After working in intercollegiate athletics and higher education administration for over fifteen years, I have sought out to listen to other college athletic professionals and find out their ideas for getting into the profession. Those that already work in intercollegiate sports know of the “specialness” of getting to work in college sports. The game days, the championship celebrations, the donor events, the free shoes (yes some schools give free shoes, and maybe a t-shirt), the free tickets, the possibility of getting to interact with a famous college athlete or coach. All these things are fun, but the question of “how do I get in the door” always gets brought up.

In this first series of articles related to the title, I sat down and visited with some young industry professionals and picked their brains about how they think, based on their short tenure, and about how students can get into the industry. When interviewing these young professionals representatives of three distinct areas within college sports from at an FBS institution, I quickly heard a few common themes. However, their advice is based on their respective areas, which allows for deeper insight: Here are my results:

Professional Name: Mr.

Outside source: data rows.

use std::sync::{mpsc, Arc};
use std::thread;

use composer_core::QueuedMessage;
use composer_logging::composer_warn;

use crate::QueueStore;

enum WriterCommand<T> {
    Write(T),
    Flush(mpsc::Sender<()>),
}

/// Worker thread that applies snapshots in the order they were submitted,
/// so callers never wait on the disk.
///
/// Dropping the writer lets it finish everything already submitted.
pub struct BackgroundWriter<T> {
    cmd_tx: Option<mpsc::Sender<WriterCommand<T>>>,
    worker: Option<thread::JoinHandle<()>>,
}

impl<T: Send + 'static> BackgroundWriter<T> {
    pub fn spawn<F>(mut write: F) -> Self
    where
        F: FnMut(T) + Send + 'static,
    {
        let (cmd_tx, cmd_rx) = mpsc::channel::<WriterCommand<T>>();
        let worker = thread::spawn(move || {
            while let Ok(command) = cmd_rx.recv() {
                match command {
                    WriterCommand::Write(snapshot) => write(snapshot),
                    WriterCommand::Flush(ack) => {
                        let _ = ack.send(());
                    }
                }
            }
        });

        Self {
            cmd_tx: Some(cmd_tx),
            worker: Some(worker),
        }
    }

    /// Queues `snapshot` for writing. `false` if the worker has gone away.
    pub fn submit(&self, snapshot: T) -> bool {
        self.cmd_tx
            .as_ref()
            .is_some_and(|cmd_tx| cmd_tx.send(WriterCommand::Write(snapshot)).is_ok())
    }

    /// Blocks until every snapshot submitted so far has been written.
    pub fn flush(&self) {
        let Some(cmd_tx) = &self.cmd_tx else {
            return;
        };
        let (ack_tx, ack_rx) = mpsc::channel();
        if cmd_tx.send(WriterCommand::Flush(ack_tx)).is_ok() {
            let _ = ack_rx.recv();
        }
    }
}

impl<T> Drop for BackgroundWriter<T> {
    fn drop(&mut self) {
        self.cmd_tx.take();
        if let Some(worker) = self.worker.take() {
            let _ = worker.join();
        }
    }
}

/// Fire-and-forget queue store: saves go through a [`BackgroundWriter`].
pub struct BackgroundStore<S> {
    inner: Arc<S>,
    writer: BackgroundWriter<Vec<QueuedMessage>>,
}

impl<S> BackgroundStore<S>
where
    S: QueueStore + Sync + 'static,
{
    pub fn new(inner: S) -> Self {
        let inner = Arc::new(inner);
        let store = inner.clone();
        let writer = BackgroundWriter::spawn(move |messages: Vec<QueuedMessage>| {
            store.save(&messages)
        });
        Self { inner, writer }
    }

    /// Blocks until every save issued so far has been written.
    pub fn flush(&self) {
        self.writer.flush();
    }

    pub fn inner(&self) -> &S {
        &self.inner
    }
}

impl<S> QueueStore for BackgroundStore<S>
where
    S: QueueStore + Sync + 'static,
{
    fn load(&self) -> Vec<QueuedMessage> {
        self.flush();
        self.inner.load()
    }

    fn save(&self, messages: &[QueuedMessage]) {
        if !self.writer.submit(messages.to_vec()) {
            composer_warn!("Queue writer is gone, dropping save of {} message(s)", messages.len());
        }
    }
}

Eric Trimborn

Institution: Texas A&M University-College Station

Title: Assistant Director of Marketing


Previous Schools: University of North Carolina-Greensboro

Alma Mater: University of Connecticut

Advice to students:

  • Don’t be afraid to work for free.
  • Get any kind of experience you can from ANY area with the athletic department.
  • Network with full-time staff members. Don’t be afraid to start a conversation.
  • Join the National Association of Collegiate Marketing Administrators (NACMA)
  • Attend the NACMA convention (they have student registration). Get a group together to help alleviate hotel costs.
  • Build your LinkedIn profile. Begin creating connections and endorsements.
  • Place your Facebook on private or content restricted assess.

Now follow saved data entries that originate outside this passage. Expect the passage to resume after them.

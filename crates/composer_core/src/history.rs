//! Arrow-key recall over previously sent messages.
//!
//! Two most-recent-last histories are tracked: the current conversation
//! (`Local`) and everything sent from this machine (`Global`). A recall
//! session walks only one of them, local when it has entries. The text that
//! was in the input when the session started is kept as a draft and handed
//! back when the user walks past the newest entry.

#[derive(Debug, Clone, Copy, PartialEq, Eq)]
pub enum HistoryDirection {
    Older,
    Newer,
}

#[derive(Debug, Clone, Copy, PartialEq, Eq)]
pub enum HistorySource {
    Local,
    Global,
}

#[derive(Debug, Clone, Copy, PartialEq, Eq)]
struct Cursor {
    source: HistorySource,
    index: usize,
}

#[derive(Debug, Clone, PartialEq, Eq)]
pub struct HistoryNavigator {
    global: Vec<String>,
    local: Vec<String>,
    cursor: Option<Cursor>,
    draft: Option<String>,
    dirty: bool,
    max_entries: usize,
}

impl Default for HistoryNavigator {
    fn default() -> Self {
        Self {
            global: Vec::new(),
            local: Vec::new(),
            cursor: None,
            draft: None,
            dirty: false,
            max_entries: 100,
        }
    }
}

impl HistoryNavigator {
    pub fn new() -> Self {
        Self::default()
    }

    /// Set the maximum number of entries kept per history.
    pub fn with_max_entries(mut self, max: usize) -> Self {
        self.max_entries = max.max(1);
        self
    }

    /// Replaces both histories and ends any recall session.
    pub fn set_histories(&mut self, global: Vec<String>, local: Vec<String>) {
        self.global = global;
        self.local = local;
        trim_front(&mut self.global, self.max_entries);
        trim_front(&mut self.local, self.max_entries);
        self.cursor = None;
    }

    pub fn global(&self) -> &[String] {
        &self.global
    }

    pub fn local(&self) -> &[String] {
        &self.local
    }

    /// Appends a sent message to both histories and resets recall.
    pub fn record_sent(&mut self, text: &str) {
        let text = text.trim();
        if !text.is_empty() {
            push_entry(&mut self.global, text, self.max_entries);
            push_entry(&mut self.local, text, self.max_entries);
        }
        self.reset();
    }

    /// Moves through history.
    ///
    /// Returns the text the input should now show, or `None` when recall is
    /// not engaged (the user has typed, there is no history, or a newer move
    /// was made with nothing newer to show).
    pub fn navigate(&mut self, direction: HistoryDirection, current_text: &str) -> Option<String> {
        if self.dirty {
            return None;
        }

        let Some(cursor) = self.cursor else {
            if direction == HistoryDirection::Newer {
                return None;
            }
            let source = self.starting_source()?;
            let index = self.entries(source).len() - 1;
            self.draft = Some(current_text.to_string());
            self.cursor = Some(Cursor { source, index });
            return Some(self.entries(source)[index].clone());
        };

        let len = self.entries(cursor.source).len();
        match direction {
            HistoryDirection::Older => {
                let index = cursor.index.saturating_sub(1);
                self.cursor = Some(Cursor { index, ..cursor });
                Some(self.entries(cursor.source)[index].clone())
            }
            HistoryDirection::Newer if cursor.index + 1 < len => {
                let index = cursor.index + 1;
                self.cursor = Some(Cursor { index, ..cursor });
                Some(self.entries(cursor.source)[index].clone())
            }
            HistoryDirection::Newer => {
                self.cursor = None;
                Some(self.draft.take().unwrap_or_default())
            }
        }
    }

    /// Any non-navigation key. Leaves recall and re-arms the draft; a
    /// non-empty buffer also blocks recall until the next reset.
    pub fn note_keystroke(&mut self, current_text: &str) {
        self.cursor = None;
        self.draft = None;
        self.dirty = !current_text.is_empty();
    }

    /// Back to a clean input, e.g. after the message was sent.
    pub fn reset(&mut self) {
        self.cursor = None;
        self.draft = None;
        self.dirty = false;
    }

    pub fn is_navigating(&self) -> bool {
        self.cursor.is_some()
    }

    pub fn active_source(&self) -> Option<HistorySource> {
        self.cursor.map(|cursor| cursor.source)
    }

    fn starting_source(&self) -> Option<HistorySource> {
        if !self.local.is_empty() {
            Some(HistorySource::Local)
        } else if !self.global.is_empty() {
            Some(HistorySource::Global)
        } else {
            None
        }
    }

    fn entries(&self, source: HistorySource) -> &[String] {
        match source {
            HistorySource::Local => &self.local,
            HistorySource::Global => &self.global,
        }
    }
}

fn push_entry(entries: &mut Vec<String>, text: &str, max: usize) {
    if entries.last().map(String::as_str) != Some(text) {
        entries.push(text.to_string());
    }
    trim_front(entries, max);
}

fn trim_front(entries: &mut Vec<String>, max: usize) {
    if entries.len() > max {
        let excess = entries.len() - max;
        entries.drain(..excess);
    }
}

Professional Name: Mrs. Logan Kickham

Institution: Texas A&M University/12th Man Foundation

Title: Suites and Clubs Manager


Alma Mater: Texas A&M University-College Station

Advice to students:

  • Get an internship as soon as possible, and once you get that internship, make it your top priority while maintaining your scholastic responsibilities. Focus on the internship to get all you can get from it.
  • Be involved on campus. Actively search for leadership roles.
  • Join a professional organization. We are members of the Association of Luxury Suite Directors. Get to know the leaders of the industry.
  • Always use opportunities and involvement to network. Make connections and make yourself known and don’t be afraid to let them know you are looking for opportunities.
  • Get into the organization anyway you can. Find opportunities to work or volunteer in the area that best fits your career path and get to know those decision makers.
  • Don’t be afraid to ask for help in looking for job opportunities.
  • Make a difference. Once in the organization make the place think that they wouldn’t know what to do without you being there.

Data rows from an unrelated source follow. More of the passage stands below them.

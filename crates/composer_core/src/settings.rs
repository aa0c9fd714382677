use std::time::Duration;

/// Tunables for the submission queue controller.
#[derive(Debug, Clone, PartialEq, Eq)]
pub struct ComposerSettings {
    /// Wait after a "send now" before the next queued message may go out,
    /// so the cancellation it issued has taken effect upstream.
    pub settle_delay: Duration,
    /// Wait after restoring a persisted queue before draining it.
    pub mount_drain_delay: Duration,
    /// Lower-case words that interrupt the agent instead of queueing.
    pub interruption_words: Vec<String>,
}

impl Default for ComposerSettings {
    fn default() -> Self {
        Self {
            settle_delay: Duration::from_millis(1500),
            mount_drain_delay: Duration::from_millis(1000),
            interruption_words: vec!["stop".to_string(), "wait".to_string()],
        }
    }
}

impl ComposerSettings {
    pub fn is_interruption(&self, text: &str) -> bool {
        is_interruption_command(text, &self.interruption_words)
    }
}

/// True when `text`, trimmed and case-folded, is one of `words` or starts
/// with one of them followed by a space.
///
/// There is no escape hatch: a message that really begins with "stop "
/// can never be queued while the agent is busy.
pub fn is_interruption_command<S: AsRef<str>>(text: &str, words: &[S]) -> bool {
    let lowered = text.trim().to_lowercase();
    words.iter().any(|word| {
        let word = word.as_ref();
        lowered == word
            || lowered
                .strip_prefix(word)
                .is_some_and(|rest| rest.starts_with(' '))
    })
}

Professional Name: Mr. John Daniel

Institution: Texas A&M University-College Station

Title: Assistant Financial Manager


Previous school: University of Maryland

Alma Mater: Louisiana State University

Advice to students:

  • Use resources available on campus or in your locale to get into the profession.
  • Ask to do a job shadow or volunteer.
  • Ask to meet other professionals in person to discuss opportunities…don’t just email them asking if they have opportunities. Schedule face to face time.
  • Attend professional organization convention. The College Athletic Business Management Association is for the people in business and finance.
  • Once in the organization, get out and meet others. Don’t think that the only ones who can help you are the ones in managerial or supervisor positions.
  • When attending other sporting events, do not be afraid to speak with staff or event workers. Ask them what they do and how they got involved.
  • Lastly, don’t be afraid to work for free. If that is what it takes to get your foot in the door, do it!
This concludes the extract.